The Mackay family was one among multiple aristocratic families inspired by the Réveil, and Mackay's father had sided with the confessional anti-revolutionaries in parliament. Despite this background as well as his personal religious conviction, Donald Mackay had come into contact with liberal and progressive ideas in Leiden, and these liberal convictions had been reinforced by his time in London. As a liberal candidate, he contested the 1871 Dutch general election in the constituency of Tiel, which included his ancestral estate at Ophemert. He narrowly defeated the incumbent anti-revolutionary MP Theo, Count van Lynden van Sandenburg, and took office as member of parliament on 18 September 1871. He was re-elected in 1875.
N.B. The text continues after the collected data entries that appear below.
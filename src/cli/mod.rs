// src/cli/mod.rs
// CLI module for scribe commands

use clap::{Parser, Subcommand};
use std::path::PathBuf;

pub mod install;

pub use install::{run_init, run_install_hook};

#[derive(Parser)]
#[command(name = "scribe")]
#[command(about = "Automated developer journal entries from git commits")]
#[command(version)]
pub struct Cli {
    #[command(subcommand)]
    pub command: Option<Commands>,
}

#[derive(Subcommand)]
pub enum Commands {
    /// Run as MCP server (default)
    Serve {
        /// Repository path (default: current directory)
        #[arg(short, long)]
        path: Option<PathBuf>,
    },

    /// Git hook handlers
    Hook {
        #[command(subcommand)]
        action: HookAction,
    },

    /// Generate the journal entry for a commit
    Entry {
        /// Commit hash (default: HEAD)
        #[arg(index = 1)]
        commit: Option<String>,

        /// Repository path (default: current directory)
        #[arg(short, long)]
        path: Option<PathBuf>,
    },

    /// Generate the daily summary for a date
    Summary {
        /// Day to summarize (YYYY-MM-DD)
        #[arg(index = 1)]
        date: String,

        /// Repository path (default: current directory)
        #[arg(short, long)]
        path: Option<PathBuf>,
    },

    /// Append a timestamped reflection to today's journal
    Reflect {
        /// Reflection text
        #[arg(index = 1)]
        text: String,

        /// Journal date (YYYY-MM-DD, default: today)
        #[arg(short, long)]
        date: Option<String>,

        /// Repository path (default: current directory)
        #[arg(short, long)]
        path: Option<PathBuf>,
    },

    /// Write a starter .scribe.yml
    Init {
        /// Repository path (default: current directory)
        #[arg(short, long)]
        path: Option<PathBuf>,
    },

    /// Install the post-commit hook stub
    InstallHook {
        /// Repository path (default: current directory)
        #[arg(short, long)]
        path: Option<PathBuf>,
    },
}

#[derive(Subcommand)]
pub enum HookAction {
    /// Invoked by the post-commit hook stub
    PostCommit {
        /// Repository path ($PWD from the hook)
        #[arg(index = 1)]
        path: Option<PathBuf>,
    },
}

/// Resolve an optional path argument against the current directory.
pub fn resolve_repo(path: Option<PathBuf>) -> PathBuf {
    path.unwrap_or_else(|| std::env::current_dir().unwrap_or_else(|_| PathBuf::from(".")))
}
In parliament, Mackay frequently spoke on colonial affairs, education, foreign affairs and judicial matters. He belonged to the more radical wing of the liberal party, and was a supporter of Samuel van Houten in his efforts to introduce social legislation. In 1871, he spoke in favour of and voted for the bill to repeal the ban on trade unions, which was passed by a narrow majority. In 1873, he delivered a speech in favour of Van Houten's bill banning child labour, drawing on his experience in England and citing British statesmen such as Anthony Ashley-Cooper, 7th Earl of Shaftesbury and A. J. Mundella.

According to the historian Pieter Geyl, "Mackay was an active member of parliament and spoke knowledgeably on a wide range of subjects. He was no great orator, though he was a good speaker, and a certain measured dignity, combined with the evident and acknowledged integrity of his character, commanded respect, whilst the thoroughness of his preparation and the breadth of his knowledge always made it worthwhile to listen to him." Mackay was a well-known figure in The Hague thanks to his wide-ranging intellectual interests. He was also a welcome guest at court, at least with Queen Sophie, who had a keen appreciation for intellectual culture.

==Political career in the United Kingdom==
Lord Reay succeeded his father in 1876 and was naturalised as a British subject in 1877. He was created Baron Reay, of Durness in the County of Sutherland, in the Peerage of the United Kingdom, in 1881. In 1885 he was appointed Governor of Bombay, a post he held until 1890. He was appointed a Knight Grand Commander of the Most Eminent Order of the Indian Empire in 1887 and a Knight Grand Commander of the Most Exalted Order of the Star of India in 1890. After his return to Britain he served as Under-Secretary of State for India between 1894 and 1895 in Lord Rosebery Liberal administration. He was also a British delegate at the Second Peace Conference which led to the signing of the Hague Convention 1907. Other British delegates included Ernest Satow and Eyre Crowe.

Perhaps his most memorable contribution to politics was during the crisis over the People's Budget of 1909–10, where the House of Lords, violating a convention going back more than 200 years, rejected the Budget. Reay strongly opposed this act, and gave the memorable warning: "Oligarchies are seldom destroyed and more frequently commit suicide".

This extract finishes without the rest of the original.